◆ Problem to work on
Check each line of the data, and copy those where "BootInfo" appears.

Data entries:
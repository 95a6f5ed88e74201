use lazy_static::lazy_static;
use x86_64::structures::idt::InterruptDescriptorTable;

use crate::timer;

lazy_static! {
    static ref IDT: InterruptDescriptorTable = {
        let mut idt = InterruptDescriptorTable::new();

        // IRQ0 after the PIC remap.
        idt[32].set_handler_fn(timer::timer_interrupt_handler);

        idt
    };
}

pub fn init_idt() {
    IDT.load();
}
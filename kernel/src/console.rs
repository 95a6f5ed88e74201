#![allow(dead_code)]

extern crate alloc;

use alloc::vec;
use alloc::vec::Vec;
use bootloader_api::info::{FrameBufferInfo, PixelFormat};
use bootloader_api::BootInfo;
use spin::Mutex;
use x86_64::instructions::interrupts;

use crate::font;

const SCALE: usize = 2;
const CELL: usize = 8 * SCALE;
const DEFAULT_FG: u32 = 0xC8C8C8;
const DEFAULT_BG: u32 = 0x000000;

pub enum DrawPos {
    Char(usize, usize),
}

#[derive(Copy, Clone)]
pub enum HudAlign {
    Left,
    Center,
    Right,
}

pub struct Console {
    fb: &'static mut [u8],
    info: FrameBufferInfo,
    cols: usize,
    rows: usize,
    cursor_x: usize,
    cursor_y: usize,
    fg: u32,
    bg: u32,
    hud_rows: usize,
    hud_back: Option<Vec<u8>>,
}

fn put_px(info: &FrameBufferInfo, buf: &mut [u8], stride_px: usize, x: usize, y: usize, color: u32) {
    if x >= stride_px {
        return;
    }
    let bpp = info.bytes_per_pixel;
    let off = (y * stride_px + x) * bpp;
    if off + bpp > buf.len() {
        return;
    }
    let r = ((color >> 16) & 0xFF) as u8;
    let g = ((color >> 8) & 0xFF) as u8;
    let b = (color & 0xFF) as u8;
    match (info.pixel_format, bpp) {
        (PixelFormat::Rgb, 4) => {
            buf[off] = r;
            buf[off + 1] = g;
            buf[off + 2] = b;
            buf[off + 3] = 0xFF;
        }
        (PixelFormat::Rgb, 3) => {
            buf[off] = r;
            buf[off + 1] = g;
            buf[off + 2] = b;
        }
        (PixelFormat::Bgr, 4) => {
            buf[off] = b;
            buf[off + 1] = g;
            buf[off + 2] = r;
            buf[off + 3] = 0xFF;
        }
        (PixelFormat::Bgr, 3) => {
            buf[off] = b;
            buf[off + 1] = g;
            buf[off + 2] = r;
        }
        _ => {}
    }
}

fn draw_glyph_into(
    info: &FrameBufferInfo,
    dst: &mut [u8],
    stride_px: usize,
    x_char: usize,
    y_char: usize,
    c: char,
    fg: u32,
    bg: u32,
) {
    let glyph = font::glyph(c);
    let base_px = x_char * CELL;
    let base_py = y_char * CELL;
    for (row, bits) in glyph.iter().enumerate() {
        for col in 0..8 {
            let pix = if (bits >> (7 - col)) & 1 == 1 { fg } else { bg };
            let px = base_px + col * SCALE;
            let py = base_py + row * SCALE;
            for dy in 0..SCALE {
                for dx in 0..SCALE {
                    put_px(info, dst, stride_px, px + dx, py + dy, pix);
                }
            }
        }
    }
}

impl Console {
    pub fn from_boot_info(boot: &'static mut BootInfo) -> Option<Self> {
        let fb = boot.framebuffer.as_mut()?;
        let info = fb.info();
        let slice = fb.buffer_mut();
        Some(Self {
            fb: slice,
            info,
            cols: info.width / CELL,
            rows: info.height / CELL,
            cursor_x: 0,
            cursor_y: 0,
            fg: DEFAULT_FG,
            bg: DEFAULT_BG,
            hud_rows: 0,
            hud_back: None,
        })
    }

    pub fn size(&self) -> (usize, usize) {
        (self.cols, self.rows)
    }

    pub fn default_colors(&self) -> (u32, u32) {
        (self.fg, self.bg)
    }

    fn fill_rect(&mut self, x: usize, y: usize, w: usize, h: usize, color: u32) {
        for dy in 0..h {
            for dx in 0..w {
                let px = x + dx;
                let py = y + dy;
                if px < self.info.width && py < self.info.height {
                    put_px(&self.info, self.fb, self.info.stride, px, py, color);
                }
            }
        }
    }

    fn draw_glyph(&mut self, x_char: usize, y_char: usize, c: char, fg: u32) {
        let bg = self.bg;
        draw_glyph_into(&self.info, self.fb, self.info.stride, x_char, y_char, c, fg, bg);
    }

    pub fn clear(&mut self) {
        self.fill_rect(0, 0, self.info.width, self.info.height, self.bg);
        self.cursor_x = 0;
        self.cursor_y = 0;
    }

    pub fn put_char(&mut self, c: char) {
        self.erase_cursor();
        if c == '\n' {
            self.newline();
        } else {
            let fg = self.fg;
            self.draw_glyph(self.cursor_x, self.cursor_y, c, fg);
            self.cursor_x += 1;
            if self.cursor_x >= self.cols {
                self.newline();
            }
        }
        self.draw_cursor();
    }

    pub fn write(&mut self, s: &str) {
        for c in s.chars() {
            self.put_char(c);
        }
    }

    pub fn write_line(&mut self, s: &str) {
        self.write(s);
        self.put_char('\n');
    }

    pub fn cwrite(&mut self, s: &str, fg: u32, bg: u32) {
        let (old_fg, old_bg) = (self.fg, self.bg);
        self.fg = fg;
        self.bg = bg;
        self.write(s);
        self.fg = old_fg;
        self.bg = old_bg;
    }

    pub fn cwrite_line(&mut self, s: &str, fg: u32, bg: u32) {
        self.cwrite(s, fg, bg);
        self.put_char('\n');
    }

    pub fn newline(&mut self) {
        self.erase_cursor();
        self.cursor_x = 0;
        self.cursor_y += 1;
        if self.cursor_y >= self.text_rows() {
            self.scroll();
            self.cursor_y = self.text_rows() - 1;
        }
        self.draw_cursor();
    }

    pub fn backspace(&mut self) {
        if self.cursor_x > 0 {
            self.erase_cursor();
            self.cursor_x -= 1;
            let bg = self.bg;
            self.draw_glyph(self.cursor_x, self.cursor_y, ' ', bg);
            self.draw_cursor();
        }
    }

    fn scroll(&mut self) {
        let row_bytes = self.info.stride * self.info.bytes_per_pixel * CELL;
        let visible_bytes = self.text_rows() * CELL * self.info.stride * self.info.bytes_per_pixel;
        self.fb.copy_within(row_bytes..visible_bytes, 0);
        for b in &mut self.fb[visible_bytes - row_bytes..visible_bytes] {
            *b = 0;
        }
    }

    fn draw_cursor(&mut self) {
        let px = self.cursor_x * CELL;
        let py = self.cursor_y * CELL + (CELL - SCALE);
        self.fill_rect(px, py, CELL, SCALE, 0xFFFFFF);
    }

    fn erase_cursor(&mut self) {
        let px = self.cursor_x * CELL;
        let py = self.cursor_y * CELL + (CELL - SCALE);
        let bg = self.bg;
        self.fill_rect(px, py, CELL, SCALE, bg);
    }

    /// Paint a string at a fixed character cell without moving the cursor.
    pub fn draw_text_at_char(&mut self, pos: DrawPos, s: &str) {
        match pos {
            DrawPos::Char(x, y) => {
                self.erase_cursor();
                let fg = self.fg;
                let mut cx = x;
                for ch in s.chars() {
                    self.draw_glyph(cx, y, ch, fg);
                    cx += 1;
                }
                self.draw_cursor();
            }
        }
    }

    /// Rows at the bottom of the screen owned by the HUD; the scrolling text
    /// area never touches them.
    pub fn reserve_hud_rows(&mut self, rows: usize) {
        let rows = rows.min(self.rows);
        self.hud_rows = rows;
        if rows > 0 {
            let bytes = self.info.width * rows * CELL * self.info.bytes_per_pixel;
            self.hud_back = Some(vec![0u8; bytes]);
        } else {
            self.hud_back = None;
        }
    }

    fn text_rows(&self) -> usize {
        self.rows.saturating_sub(self.hud_rows)
    }

    /// Start a HUD frame: blank the backbuffer.
    pub fn hud_begin(&mut self) {
        let info = self.info;
        let bg = self.bg;
        let stride_px = info.width;
        let hud_h = self.hud_rows * CELL;
        if let Some(buf) = self.hud_back.as_mut() {
            for y in 0..hud_h {
                for x in 0..stride_px {
                    put_px(&info, buf, stride_px, x, y, bg);
                }
            }
        }
    }

    /// Draw one aligned run of text into the HUD backbuffer.
    pub fn hud_draw_text(&mut self, s: &str, fg: u32, align: HudAlign) {
        if self.hud_rows == 0 {
            return;
        }
        let info = self.info;
        let bg = self.bg;
        let stride_px = info.width;
        let hud_cols = info.width / CELL;
        let n = s.chars().count();
        let y_char = self.hud_rows - 1;
        let x_char = match align {
            HudAlign::Left => 0,
            HudAlign::Center => (hud_cols / 2).saturating_sub(n / 2),
            HudAlign::Right => hud_cols.saturating_sub(n),
        };
        if let Some(buf) = self.hud_back.as_mut() {
            let mut cx = x_char;
            for ch in s.chars() {
                draw_glyph_into(&info, buf, stride_px, cx, y_char, ch, fg, bg);
                cx += 1;
            }
        }
    }

    /// Blit the finished backbuffer onto the reserved rows in one pass, so a
    /// draw never shows a half-updated HUD.
    pub fn hud_present(&mut self) {
        if self.hud_rows == 0 {
            return;
        }
        let bpp = self.info.bytes_per_pixel;
        let stride_px = self.info.width;
        let hud_h = self.hud_rows * CELL;
        let dst_y0 = self.info.height - hud_h;
        if let Some(buf) = self.hud_back.as_ref() {
            for y in 0..hud_h {
                let src = &buf[y * stride_px * bpp..(y + 1) * stride_px * bpp];
                let dst_off = (dst_y0 + y) * self.info.stride * bpp;
                self.fb[dst_off..dst_off + src.len()].copy_from_slice(src);
            }
        }
    }

    pub fn clear_hud_row(&mut self) {
        self.hud_begin();
        self.hud_present();
    }
}

pub static CONSOLE: Mutex<Option<Console>> = Mutex::new(None);

pub fn init_console(boot: &'static mut BootInfo) {
    if let Some(console) = Console::from_boot_info(boot) {
        *CONSOLE.lock() = Some(console);
    }
}

pub fn with_console<F, R>(f: F) -> R
where
    F: FnOnce(&mut Console) -> R,
{
    interrupts::without_interrupts(|| {
        let mut lock = CONSOLE.lock();
        let con = lock.as_mut().expect("Console not init");
        f(con)
    })
}

/// Like `with_console` but a missing framebuffer is a no-op instead of a
/// panic. The HUD path uses this so a headless boot degrades silently.
pub fn try_with_console<F>(f: F)
where
    F: FnOnce(&mut Console),
{
    interrupts::without_interrupts(|| {
        let mut lock = CONSOLE.lock();
        if let Some(con) = lock.as_mut() {
            f(con);
        }
    });
}

pub fn write(s: &str) {
    with_console(|c| c.write(s));
}

pub fn write_line(s: &str) {
    with_console(|c| c.write_line(s));
}

pub fn cwrite_line(s: &str, fg: u32, bg: u32) {
    with_console(|c| c.cwrite_line(s, fg, bg));
}

pub fn clear_screen() {
    with_console(|c| c.clear());
}

pub fn size_chars() -> (usize, usize) {
    with_console(|c| c.size())
}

◆ Completed exercise
use bootloader_api::BootInfo;
    pub fn from_boot_info(boot: &'static mut BootInfo) -> Option<Self> {
pub fn init_console(boot: &'static mut BootInfo) {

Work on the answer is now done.